Data items

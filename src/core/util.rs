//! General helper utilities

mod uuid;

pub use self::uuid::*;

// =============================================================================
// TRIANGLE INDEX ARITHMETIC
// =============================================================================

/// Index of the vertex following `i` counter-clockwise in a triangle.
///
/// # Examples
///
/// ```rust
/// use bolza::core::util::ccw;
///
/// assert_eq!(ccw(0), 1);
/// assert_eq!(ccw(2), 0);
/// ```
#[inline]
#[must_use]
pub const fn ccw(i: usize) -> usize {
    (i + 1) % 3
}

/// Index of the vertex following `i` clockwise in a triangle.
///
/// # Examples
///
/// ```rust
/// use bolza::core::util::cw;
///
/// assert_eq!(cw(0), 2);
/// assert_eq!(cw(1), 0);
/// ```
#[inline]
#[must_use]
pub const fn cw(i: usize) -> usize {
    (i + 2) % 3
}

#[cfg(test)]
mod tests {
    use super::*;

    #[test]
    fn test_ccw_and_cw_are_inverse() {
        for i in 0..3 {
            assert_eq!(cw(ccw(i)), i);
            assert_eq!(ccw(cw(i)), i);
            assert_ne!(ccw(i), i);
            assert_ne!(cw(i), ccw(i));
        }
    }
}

--

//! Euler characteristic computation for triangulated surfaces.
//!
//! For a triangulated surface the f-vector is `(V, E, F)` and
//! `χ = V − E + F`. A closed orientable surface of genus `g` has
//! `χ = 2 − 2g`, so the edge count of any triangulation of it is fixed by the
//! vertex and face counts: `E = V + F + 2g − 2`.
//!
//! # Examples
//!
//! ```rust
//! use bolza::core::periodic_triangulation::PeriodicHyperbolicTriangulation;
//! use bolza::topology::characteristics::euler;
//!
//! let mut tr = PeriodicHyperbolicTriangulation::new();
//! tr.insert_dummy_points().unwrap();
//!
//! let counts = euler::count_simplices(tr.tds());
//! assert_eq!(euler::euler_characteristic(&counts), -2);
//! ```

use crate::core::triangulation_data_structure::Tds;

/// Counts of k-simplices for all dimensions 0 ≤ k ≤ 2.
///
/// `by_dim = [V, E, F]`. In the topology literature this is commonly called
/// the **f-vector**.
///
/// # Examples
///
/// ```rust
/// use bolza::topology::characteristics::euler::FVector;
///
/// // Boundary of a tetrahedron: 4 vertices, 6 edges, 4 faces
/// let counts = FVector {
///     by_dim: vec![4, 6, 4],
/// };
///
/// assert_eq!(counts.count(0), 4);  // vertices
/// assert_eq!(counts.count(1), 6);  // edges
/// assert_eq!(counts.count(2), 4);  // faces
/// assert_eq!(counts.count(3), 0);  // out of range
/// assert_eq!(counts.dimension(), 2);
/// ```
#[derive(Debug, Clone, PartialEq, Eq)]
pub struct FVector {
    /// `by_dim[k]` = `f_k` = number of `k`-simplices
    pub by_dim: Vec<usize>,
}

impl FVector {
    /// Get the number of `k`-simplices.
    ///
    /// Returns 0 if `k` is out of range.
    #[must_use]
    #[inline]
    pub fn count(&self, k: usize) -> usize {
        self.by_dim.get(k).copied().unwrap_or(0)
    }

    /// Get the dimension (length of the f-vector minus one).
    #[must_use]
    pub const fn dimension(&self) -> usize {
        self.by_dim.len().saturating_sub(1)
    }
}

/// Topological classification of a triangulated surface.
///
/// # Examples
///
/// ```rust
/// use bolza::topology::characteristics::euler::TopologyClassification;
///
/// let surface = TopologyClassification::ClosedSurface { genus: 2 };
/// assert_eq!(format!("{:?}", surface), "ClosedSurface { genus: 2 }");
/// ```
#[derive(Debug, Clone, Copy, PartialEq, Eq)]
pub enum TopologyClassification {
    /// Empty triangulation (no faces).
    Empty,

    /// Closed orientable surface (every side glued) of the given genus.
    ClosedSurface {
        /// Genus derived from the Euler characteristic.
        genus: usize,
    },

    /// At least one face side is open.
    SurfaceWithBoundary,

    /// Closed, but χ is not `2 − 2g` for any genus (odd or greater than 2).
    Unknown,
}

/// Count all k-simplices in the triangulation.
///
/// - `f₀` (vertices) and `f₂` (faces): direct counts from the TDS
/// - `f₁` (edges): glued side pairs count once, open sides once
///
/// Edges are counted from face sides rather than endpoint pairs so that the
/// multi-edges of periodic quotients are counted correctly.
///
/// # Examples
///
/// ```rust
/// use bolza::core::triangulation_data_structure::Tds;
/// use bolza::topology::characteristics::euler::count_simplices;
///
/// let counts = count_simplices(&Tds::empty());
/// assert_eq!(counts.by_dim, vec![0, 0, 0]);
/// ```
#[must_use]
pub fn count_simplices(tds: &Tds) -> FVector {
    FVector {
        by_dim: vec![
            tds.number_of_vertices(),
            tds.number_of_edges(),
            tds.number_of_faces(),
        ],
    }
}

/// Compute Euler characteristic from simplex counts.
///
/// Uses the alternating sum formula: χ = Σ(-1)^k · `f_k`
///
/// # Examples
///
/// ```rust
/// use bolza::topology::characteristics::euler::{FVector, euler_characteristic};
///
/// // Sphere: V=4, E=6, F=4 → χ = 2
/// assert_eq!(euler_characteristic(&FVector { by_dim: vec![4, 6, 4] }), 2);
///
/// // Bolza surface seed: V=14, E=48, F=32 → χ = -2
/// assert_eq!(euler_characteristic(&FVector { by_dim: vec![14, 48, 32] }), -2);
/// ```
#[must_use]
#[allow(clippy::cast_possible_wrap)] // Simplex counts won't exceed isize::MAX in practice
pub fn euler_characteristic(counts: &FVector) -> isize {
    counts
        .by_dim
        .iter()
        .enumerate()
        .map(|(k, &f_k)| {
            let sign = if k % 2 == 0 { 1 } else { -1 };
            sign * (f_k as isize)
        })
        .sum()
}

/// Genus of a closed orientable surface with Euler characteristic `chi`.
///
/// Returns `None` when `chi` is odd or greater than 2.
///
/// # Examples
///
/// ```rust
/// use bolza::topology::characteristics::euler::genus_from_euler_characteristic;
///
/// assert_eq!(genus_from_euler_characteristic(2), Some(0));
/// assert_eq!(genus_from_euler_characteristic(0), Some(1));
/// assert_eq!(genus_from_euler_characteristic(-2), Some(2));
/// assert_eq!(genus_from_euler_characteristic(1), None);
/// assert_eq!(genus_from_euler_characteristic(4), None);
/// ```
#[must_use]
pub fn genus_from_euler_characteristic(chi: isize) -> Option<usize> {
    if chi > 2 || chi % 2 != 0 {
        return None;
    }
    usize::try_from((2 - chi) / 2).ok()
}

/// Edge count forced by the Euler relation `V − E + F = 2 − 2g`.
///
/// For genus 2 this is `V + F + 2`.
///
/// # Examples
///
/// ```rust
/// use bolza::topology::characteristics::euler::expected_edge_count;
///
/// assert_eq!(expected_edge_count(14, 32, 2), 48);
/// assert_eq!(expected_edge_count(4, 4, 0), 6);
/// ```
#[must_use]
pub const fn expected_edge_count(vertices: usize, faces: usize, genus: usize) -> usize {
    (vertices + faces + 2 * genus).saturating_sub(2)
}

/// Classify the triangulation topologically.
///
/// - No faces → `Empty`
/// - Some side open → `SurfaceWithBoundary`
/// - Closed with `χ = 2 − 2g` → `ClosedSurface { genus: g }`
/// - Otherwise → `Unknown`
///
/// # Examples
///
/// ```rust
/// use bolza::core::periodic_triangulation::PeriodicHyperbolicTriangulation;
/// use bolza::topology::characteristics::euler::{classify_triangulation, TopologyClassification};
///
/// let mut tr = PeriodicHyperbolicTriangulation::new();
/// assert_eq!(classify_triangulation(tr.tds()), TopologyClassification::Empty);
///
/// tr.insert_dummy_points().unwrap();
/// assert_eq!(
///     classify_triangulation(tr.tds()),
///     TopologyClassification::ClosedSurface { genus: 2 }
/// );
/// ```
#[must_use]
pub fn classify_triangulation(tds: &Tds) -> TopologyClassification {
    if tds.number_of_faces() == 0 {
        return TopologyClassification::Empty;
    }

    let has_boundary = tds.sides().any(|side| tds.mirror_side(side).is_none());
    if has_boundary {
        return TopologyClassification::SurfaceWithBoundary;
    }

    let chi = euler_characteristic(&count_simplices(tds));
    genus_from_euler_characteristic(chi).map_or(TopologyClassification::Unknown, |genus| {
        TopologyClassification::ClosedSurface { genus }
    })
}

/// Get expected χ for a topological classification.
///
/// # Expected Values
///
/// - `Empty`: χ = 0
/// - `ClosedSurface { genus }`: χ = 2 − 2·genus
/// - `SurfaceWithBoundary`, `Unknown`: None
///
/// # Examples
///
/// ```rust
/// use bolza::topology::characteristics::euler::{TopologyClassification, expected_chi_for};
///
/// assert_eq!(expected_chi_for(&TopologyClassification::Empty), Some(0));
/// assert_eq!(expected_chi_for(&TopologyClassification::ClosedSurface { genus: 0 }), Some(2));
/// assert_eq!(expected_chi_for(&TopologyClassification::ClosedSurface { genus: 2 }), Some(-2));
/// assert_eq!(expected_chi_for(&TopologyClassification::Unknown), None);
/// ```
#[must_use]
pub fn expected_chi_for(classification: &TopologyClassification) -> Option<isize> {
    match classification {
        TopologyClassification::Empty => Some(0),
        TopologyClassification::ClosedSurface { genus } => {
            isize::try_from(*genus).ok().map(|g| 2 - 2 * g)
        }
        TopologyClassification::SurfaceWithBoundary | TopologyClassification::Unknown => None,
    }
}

■ **INSTRUCTIONS FOR THE TASK**
Copy out every line in the entries above that holds "open".

■ **RESULT FOR THIS TASK**
    /// At least one face side is open.
/// - `f₁` (edges): glued side pairs count once, open sides once
/// - Some side open → `SurfaceWithBoundary`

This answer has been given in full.